#### [Work task]
Up to and including the line containing "model has one.", set down each line of the entries below exactly, starting from the first, and leave out the rest.

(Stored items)
------------------------------
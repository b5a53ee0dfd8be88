//! Core types for Dynomodel.
//!
//! `dynomodel-core` is the **foundation layer**. It defines the data model the
//! association runtime and the index finder operate on, with no I/O.
//!
//! # Role In The Architecture
//!
//! - **Data model**: `Record`, `Value` and `Identifier` are what the backing
//!   store hands back and what association reference fields hold.
//! - **Declarations**: `ModelSchema`, `IndexDescriptor` and
//!   `AssociationDeclaration` describe a model once, at definition time.
//! - **Resolution**: `ModelRegistry` resolves target models and derives the
//!   inverse reference field of an association in one hop.
//!
//! # Who Uses This Crate
//!
//! - `dynomodel-query` reads `IndexSet` to pick an index for an equality query.
//! - `dynomodel-session` builds runtime associations from declarations and
//!   the registry, and loads targets through a `Store`.

pub mod association;
pub mod error;
pub mod index;
pub mod inflect;
pub mod record;
pub mod registry;
pub mod schema;
pub mod value;

pub use association::{
    AssociationDeclaration, AssociationKind, IdentifierOrRecord, ReferenceFieldType,
};
pub use error::{ConfigurationError, Error, LookupError, Result};
pub use index::{IndexDescriptor, IndexKind, IndexSet};
pub use record::{Identifier, KeySchema, Record};
pub use registry::ModelRegistry;
pub use schema::ModelSchema;
pub use value::Value;
//! Records, their key schema, and identifiers.
//!
//! A `Record` is an attribute map tagged with the model it belongs to and the
//! names of that model's key fields, so it can always answer "what is my own
//! identifier" without consulting the registry.

use std::collections::BTreeMap;
use std::fmt;

use serde::{Deserialize, Serialize};

use crate::error::{Error, Result};
use crate::value::Value;

/// Names of the partition key and optional sort key of a model.
#[derive(Debug, Clone, PartialEq, Eq, Serialize, Deserialize)]
pub struct KeySchema {
    /// Partition key field name.
    pub partition_key: String,
    /// Sort key field name, if the model has one.
    #[serde(default, skip_serializing_if = "Option::is_none")]
    pub sort_key: Option<String>,
}

impl KeySchema {
    /// Key schema with only a partition key.
    pub fn new(partition_key: impl Into<String>) -> Self {
        Self {
            partition_key: partition_key.into(),
            sort_key: None,
        }
    }

    /// Add a sort key.
    #[must_use]
    pub fn with_sort_key(mut self, sort_key: impl Into<String>) -> Self {
        self.sort_key = Some(sort_key.into());
        self
    }
}

impl Default for KeySchema {
    fn default() -> Self {
        Self::new("id")
    }
}

/// Opaque identifier of a record: the canonical text of its partition-key value.
///
/// Number keys are held as their decimal text, so `42` and `"42"` name the
/// same record.
#[derive(Debug, Clone, PartialEq, Eq, PartialOrd, Ord, Hash, Serialize, Deserialize)]
#[serde(transparent)]
pub struct Identifier(String);

impl Identifier {
    /// Wrap a raw identifier.
    pub fn new(id: impl Into<String>) -> Self {
        Self(id.into())
    }

    /// Borrow the raw identifier.
    pub fn as_str(&self) -> &str {
        &self.0
    }

    /// Unwrap into the raw string.
    pub fn into_string(self) -> String {
        self.0
    }

    /// Read an identifier out of a scalar attribute value.
    ///
    /// Non-empty text and integers count; floats, sets and nulls do not.
    pub fn from_value(value: &Value) -> Option<Self> {
        match value {
            Value::Text(s) if !s.is_empty() => Some(Self(s.clone())),
            Value::BigInt(n) => Some(Self(n.to_string())),
            _ => None,
        }
    }
}

impl fmt::Display for Identifier {
    fn fmt(&self, f: &mut fmt::Formatter<'_>) -> fmt::Result {
        f.write_str(&self.0)
    }
}

impl From<&str> for Identifier {
    fn from(id: &str) -> Self {
        Self(id.to_string())
    }
}

impl From<String> for Identifier {
    fn from(id: String) -> Self {
        Self(id)
    }
}

impl From<Identifier> for Value {
    fn from(id: Identifier) -> Self {
        Value::Text(id.0)
    }
}

/// A stored item: model name, key schema and attribute map.
#[derive(Debug, Clone, PartialEq, Serialize, Deserialize)]
pub struct Record {
    model: String,
    key: KeySchema,
    attrs: BTreeMap<String, Value>,
}

impl Record {
    /// Create an empty record of the given model.
    pub fn new(model: impl Into<String>, key: KeySchema) -> Self {
        Self {
            model: model.into(),
            key,
            attrs: BTreeMap::new(),
        }
    }

    /// Builder-style attribute setter.
    #[must_use]
    pub fn with(mut self, name: impl Into<String>, value: impl Into<Value>) -> Self {
        self.set(name, value);
        self
    }

    /// Model this record belongs to.
    pub fn model(&self) -> &str {
        &self.model
    }

    /// Key schema of the record's model.
    pub fn key_schema(&self) -> &KeySchema {
        &self.key
    }

    /// All attributes.
    pub fn attrs(&self) -> &BTreeMap<String, Value> {
        &self.attrs
    }

    /// Read an attribute. `Null` values read as absent.
    pub fn get(&self, name: &str) -> Option<&Value> {
        self.attrs.get(name).filter(|v| !v.is_null())
    }

    /// Write an attribute. Writing `Null` removes it.
    pub fn set(&mut self, name: impl Into<String>, value: impl Into<Value>) {
        let value = value.into();
        let name = name.into();
        if value.is_null() {
            self.attrs.remove(&name);
        } else {
            self.attrs.insert(name, value);
        }
    }

    /// Remove an attribute, returning its previous value.
    pub fn remove(&mut self, name: &str) -> Option<Value> {
        self.attrs.remove(name)
    }

    /// Check whether an attribute is present.
    pub fn has(&self, name: &str) -> bool {
        self.get(name).is_some()
    }

    /// The record's own identifier (its partition-key value), if set.
    pub fn identifier(&self) -> Option<Identifier> {
        self.get(&self.key.partition_key)
            .and_then(Identifier::from_value)
    }

    /// The record's identifier, or `Error::MissingKey`.
    pub fn require_identifier(&self) -> Result<Identifier> {
        self.identifier().ok_or_else(|| Error::MissingKey {
            model: self.model.clone(),
            field: self.key.partition_key.clone(),
        })
    }

    /// The record's sort-key value, if the model has a sort key and it is set.
    pub fn sort_key_value(&self) -> Option<&Value> {
        self.key.sort_key.as_deref().and_then(|sk| self.get(sk))
    }
}
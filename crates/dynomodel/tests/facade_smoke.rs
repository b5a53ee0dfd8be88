use dynomodel::prelude::*;

fn registry() -> ModelRegistry {
    ModelRegistry::new()
        .with(
            ModelSchema::new("Post")
                .association(AssociationDeclaration::to_many("comments").inverse_of("post")),
        )
        .and_then(|r| {
            r.with(
                ModelSchema::new("Comment")
                    .index(IndexDescriptor::secondary(["post_id", "timestamp"]).named("by-post"))
                    .association(
                        AssociationDeclaration::to_one("post")
                            .foreign_key("post_id")
                            .inverse_of("comments"),
                    ),
            )
        })
        .expect("register models")
}

#[test]
fn find_index_for_registered_model() {
    let registry = registry();

    let by_id = Query::new().eq("id", "c1");
    let index = find_index_for(&registry, "Comment", &by_id)
        .expect("model registered")
        .expect("primary covers id");
    assert!(index.is_primary());

    let by_post = Query::new().eq("post_id", "p1").eq("timestamp", 3_i64);
    let index = find_index_for(&registry, "Comment", &by_post)
        .expect("model registered")
        .expect("secondary covers query");
    assert_eq!(index.name(), Some("by-post"));

    let partial = Query::new().eq("post_id", "p1");
    assert!(
        find_index_for(&registry, "Comment", &partial)
            .expect("model registered")
            .is_none()
    );
}

#[test]
fn find_index_for_unknown_model_is_configuration_error() {
    let registry = registry();
    let err = find_index_for(&registry, "Article", &Query::new()).unwrap_err();
    assert!(matches!(
        err,
        Error::Configuration(ConfigurationError::UnknownModel { .. })
    ));
}

#[test]
fn prelude_binds_associations() {
    let registry = registry();
    let mut post = registry.model("Post").expect("post").new_record().with("id", "p1");

    let comments = AnyAssociation::new(&registry, &mut post, "comments").expect("bind");
    assert_eq!(comments.kind(), AssociationKind::ToMany);
    assert_eq!(comments.declaration_field_name(), "comments_ids");

    let reference_fields: Vec<_> = registry
        .model("Comment")
        .expect("comment")
        .reference_fields()
        .map(|(name, _)| name.into_owned())
        .collect();
    assert_eq!(reference_fields, vec!["post_id".to_string()]);
}
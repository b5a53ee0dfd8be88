//! Two-state memoization cell for association targets.

/// Cached target of an association: unloaded, or loaded with a value.
///
/// A resolution pass either completes and stores its result with `insert`,
/// or leaves the cell unloaded. There is no partially-populated state.
#[derive(Debug, Clone, PartialEq)]
pub struct LoadState<T> {
    value: Option<T>,
}

impl<T> Default for LoadState<T> {
    fn default() -> Self {
        Self::unloaded()
    }
}

impl<T> LoadState<T> {
    /// A cell that has not been resolved.
    pub const fn unloaded() -> Self {
        Self { value: None }
    }

    /// A cell holding a resolved value.
    pub const fn loaded(value: T) -> Self {
        Self { value: Some(value) }
    }

    /// True once a resolution pass has completed.
    pub const fn is_loaded(&self) -> bool {
        self.value.is_some()
    }

    /// The cached value, if loaded.
    pub fn get(&self) -> Option<&T> {
        self.value.as_ref()
    }

    /// Store a resolved value and borrow it back.
    pub fn insert(&mut self, value: T) -> &mut T {
        self.value.insert(value)
    }

    /// Drop the cached value.
    pub fn reset(&mut self) {
        self.value = None;
    }

    /// Take the cached value out, leaving the cell unloaded.
    pub fn take(&mut self) -> Option<T> {
        self.value.take()
    }
}
impl<'a, K: Cardinality> Association<'a, K> {
    /// Bind the association named `name` on the source's model.
    pub fn new(registry: &'a ModelRegistry, source: &'a mut Record, name: &str) -> Result<Self> {
        let declaration = *registry.association(source.model(), name)?;
        Self::from_declaration(registry, source, declaration)
    }

    /// Bind an explicit declaration. Its kind must match `K`.
    pub fn from_declaration(
        registry: &'a ModelRegistry,
        source: &'a mut Record,
        declaration: AssociationDeclaration,
    ) -> Result<Self> {
        if declaration.kind != K::KIND {
            return Err(ConfigurationError::KindMismatch {
                model: source.model().to_string(),
                name: declaration.name.to_string(),
                expected: K::KIND,
                found: declaration.kind,
            }
            .into());
        }
        Ok(Self {
            registry,
            source,
            declaration,
            config: AssociationConfig::default(),
            state: LoadState::unloaded(),
            _kind: PhantomData,
        })
    }

    /// Replace the mutation configuration.
    #[must_use]
    pub fn with_config(mut self, config: AssociationConfig) -> Self {
        self.config = config;
        self
    }

    /// The declaration this association was built from.
    pub fn declaration(&self) -> &AssociationDeclaration {
        &self.declaration
    }

    /// The source record.
    pub fn source(&self) -> &Record {
        &*self.source
    }

    /// Mutation configuration.
    pub fn config(&self) -> &AssociationConfig {
        &self.config
    }

    /// True once a resolution pass has completed since the last reset.
    pub fn is_loaded(&self) -> bool {
        self.state.is_loaded()
    }

    /// The cached target without triggering a load.
    pub fn loaded_target(&self) -> Option<&K::Target> {
        self.state.get()
    }

    /// Drop the cached target. The next `target()` call hits the store again.
    pub fn reset(&mut self) {
        self.state.reset();
    }

    /// Name of the reference field on the source record.
    pub fn declaration_field_name(&self) -> Cow<'static, str> {
        self.declaration.declaration_field_name()
    }

    /// Semantic type of the reference field.
    pub fn declaration_field_type(&self) -> ReferenceFieldType {
        self.declaration.declaration_field_type()
    }

    /// The target model. Fails if the target type name is not registered.
    pub fn target_model(&self) -> Result<&'a ModelSchema> {
        self.registry.target_model(&self.declaration)
    }

    /// Attribute on each target that should hold the source's identifier.
    ///
    /// Derived from the inverse declaration on the target model; `None` when
    /// this association names no inverse.
    pub fn target_attribute(&self) -> Result<Option<Cow<'static, str>>> {
        self.registry
            .inverse_field(self.source.model(), &self.declaration)
    }

    /// Identifiers currently held in the source's reference field.
    pub fn source_ids(&self) -> BTreeSet<Identifier> {
        identifiers_in(self.source.get(&self.declaration_field_name()))
    }

    /// Identifiers held in a target record's inverse attribute.
    pub fn target_ids(&self, target: &Record) -> Result<BTreeSet<Identifier>> {
        Ok(self
            .target_attribute()?
            .map(|field| identifiers_in(target.get(&field)))
            .unwrap_or_default())
    }

    /// The identifier of `value`: unchanged for an id, the partition-key value for a record.
    pub fn coerce_to_id(&self, value: &IdentifierOrRecord) -> Result<Identifier> {
        value.to_id()
    }

    /// The record for `value`: unchanged for a record, a target-model lookup for an id.
    pub async fn coerce_to_item<S: Store>(
        &self,
        cx: &Cx,
        store: &S,
        value: IdentifierOrRecord,
    ) -> Outcome<Option<Record>, Error> {
        match value {
            IdentifierOrRecord::Record(record) => Outcome::Ok(Some(*record)),
            IdentifierOrRecord::Id(id) => {
                let target = try_result!(self.target_model());
                store.get_by_id(cx, target, &id).await
            }
        }
    }

    /// A new, unsaved target-model record. It is not associated.
    pub fn build<I, F, V>(&self, attrs: I) -> Result<Record>
    where
        I: IntoIterator<Item = (F, V)>,
        F: Into<String>,
        V: Into<Value>,
    {
        let mut record = self.target_model()?.new_record();
        for (field, value) in attrs {
            record.set(field, value);
        }
        Ok(record)
    }

    /// Resolve the target through the store, bypassing the cache.
    pub async fn find_target<S: Store>(&self, cx: &Cx, store: &S) -> Outcome<K::Target, Error> {
        let target = try_result!(self.target_model());
        let ids = self.source_ids();
        tracing::debug!(
            target: "dynomodel::association",
            model = self.source.model(),
            association = self.declaration.name,
            target_model = target.name(),
            ids = ids.len(),
            "Resolving association target"
        );
        K::resolve(cx, store, target, ids).await
    }

    /// The memoized target, resolving it on first access.
    ///
    /// Repeated calls return the same cached value until `reset()`. A failed
    /// or cancelled resolution leaves the association unloaded.
    #[tracing::instrument(
        level = "debug",
        skip_all,
        fields(model = %self.source.model(), association = self.declaration.name)
    )]
    pub async fn target<S: Store>(&mut self, cx: &Cx, store: &S) -> Outcome<&K::Target, Error> {
        let target = match self.state.take() {
            Some(cached) => {
                tracing::trace!("Association target cache hit");
                cached
            }
            None => try_outcome!(self.find_target(cx, store).await),
        };
        Outcome::Ok(&*self.state.insert(target))
    }

    /// Inverse side to update on mutation, resolved before anything is written.
    fn inverse_plan(&self) -> Result<Option<InversePlan<'a>>> {
        if self.config.sync_inverse == InverseSync::Disabled {
            return Ok(None);
        }
        let Some(inverse) = self
            .registry
            .inverse_declaration(self.source.model(), &self.declaration)?
        else {
            return Ok(None);
        };
        // The source id is written onto targets; fail before any write.
        self.source.require_identifier()?;
        Ok(Some(InversePlan {
            inverse,
            target: self.target_model()?,
        }))
    }

    /// Replace the source with `updated`, writing it through the store first
    /// when configured. On failure the in-memory source is untouched.
    ///
    /// Returns whether the store was written.
    async fn commit_source<S: Store>(
        &mut self,
        cx: &Cx,
        store: &S,
        updated: Record,
    ) -> Outcome<bool, Error> {
        let persisted = if self.config.persist_source {
            tracing::info!(
                target: "dynomodel::association",
                model = updated.model(),
                association = self.declaration.name,
                "Writing association source"
            );
            try_outcome!(store.put(cx, &updated).await);
            true
        } else {
            false
        };
        *self.source = updated;
        self.state.reset();
        Outcome::Ok(persisted)
    }

    /// Link or unlink the source on each target's inverse attribute.
    async fn sync_targets<S: Store>(
        &self,
        cx: &Cx,
        store: &S,
        plan: Option<InversePlan<'a>>,
        changes: Vec<InverseChange>,
        source_written: bool,
    ) -> Outcome<(), Error> {
        let Some(plan) = plan else {
            return Outcome::Ok(());
        };
        let source_id = try_result!(self.source.require_identifier());

        for change in changes {
            let target_id = change.id.clone();
            match self.sync_target(cx, store, plan, &source_id, change).await {
                Outcome::Ok(()) => {}
                Outcome::Err(e) => {
                    tracing::warn!(
                        target: "dynomodel::association",
                        model = self.source.model(),
                        association = self.declaration.name,
                        target_id = %target_id,
                        source_written,
                        error = %e,
                        "Inverse update failed"
                    );
                    return Outcome::Err(Error::InverseSync {
                        source_written,
                        cause: Box::new(e),
                    });
                }
                Outcome::Cancelled(r) => return Outcome::Cancelled(r),
                Outcome::Panicked(p) => return Outcome::Panicked(p),
            }
        }
        Outcome::Ok(())
    }

    /// Update one target. A record handed in by the caller is linked and
    /// written as given; otherwise the target is fetched by id. Linking a
    /// target that is not stored fails; unlinking one is a no-op.
    async fn sync_target<S: Store>(
        &self,
        cx: &Cx,
        store: &S,
        plan: InversePlan<'a>,
        source_id: &Identifier,
        change: InverseChange,
    ) -> Outcome<(), Error> {
        let InverseChange { id: target_id, record, link } = change;
        let provided = record.is_some();
        let target = match record {
            Some(record) => Some(record),
            None => try_outcome!(store.get_by_id(cx, plan.target, &target_id).await),
        };

        let Some(mut target) = target else {
            if link {
                return Outcome::Err(
                    LookupError::new(
                        plan.target.name(),
                        format!("target '{}' is not stored", target_id),
                    )
                    .into(),
                );
            }
            tracing::debug!(
                target: "dynomodel::association",
                target_model = plan.target.name(),
                target_id = %target_id,
                "Inverse target not stored, nothing to unlink"
            );
            return Outcome::Ok(());
        };

        let link_changed = apply_link(&mut target, plan.inverse, source_id, link);
        if !link_changed && !provided {
            return Outcome::Ok(());
        }

        tracing::info!(
            target: "dynomodel::association",
            target_model = plan.target.name(),
            target_id = %target_id,
            inverse = plan.inverse.name,
            link,
            "Writing inverse target"
        );
        store.put(cx, &target).await
    }
}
------------------------------
#### [Written reply]
repository b5a53ee0dfd8be88
//! Core types for Dynomodel.
//!
//! `dynomodel-core` is the **foundation layer**. It defines the data model the
//! association runtime and the index finder operate on, with no I/O.
//!
//! # Role In The Architecture
//!
//! - **Data model**: `Record`, `Value` and `Identifier` are what the backing
//!   store hands back and what association reference fields hold.
//! - **Declarations**: `ModelSchema`, `IndexDescriptor` and
//!   `AssociationDeclaration` describe a model once, at definition time.
//! - **Resolution**: `ModelRegistry` resolves target models and derives the
//!   inverse reference field of an association in one hop.
//!
//! # Who Uses This Crate
//!
//! - `dynomodel-query` reads `IndexSet` to pick an index for an equality query.
//! - `dynomodel-session` builds runtime associations from declarations and
//!   the registry, and loads targets through a `Store`.

pub mod association;
pub mod error;
pub mod index;
pub mod inflect;
pub mod record;
pub mod registry;
pub mod schema;
pub mod value;

pub use association::{
    AssociationDeclaration, AssociationKind, IdentifierOrRecord, ReferenceFieldType,
};
pub use error::{ConfigurationError, Error, LookupError, Result};
pub use index::{IndexDescriptor, IndexKind, IndexSet};
pub use record::{Identifier, KeySchema, Record};
pub use registry::ModelRegistry;
pub use schema::ModelSchema;
pub use value::Value;
//! Records, their key schema, and identifiers.
//!
//! A `Record` is an attribute map tagged with the model it belongs to and the
//! names of that model's key fields, so it can always answer "what is my own
//! identifier" without consulting the registry.

use std::collections::BTreeMap;
use std::fmt;

use serde::{Deserialize, Serialize};

use crate::error::{Error, Result};
use crate::value::Value;

/// Names of the partition key and optional sort key of a model.
#[derive(Debug, Clone, PartialEq, Eq, Serialize, Deserialize)]
pub struct KeySchema {
    /// Partition key field name.
    pub partition_key: String,
    /// Sort key field name, if the model has one.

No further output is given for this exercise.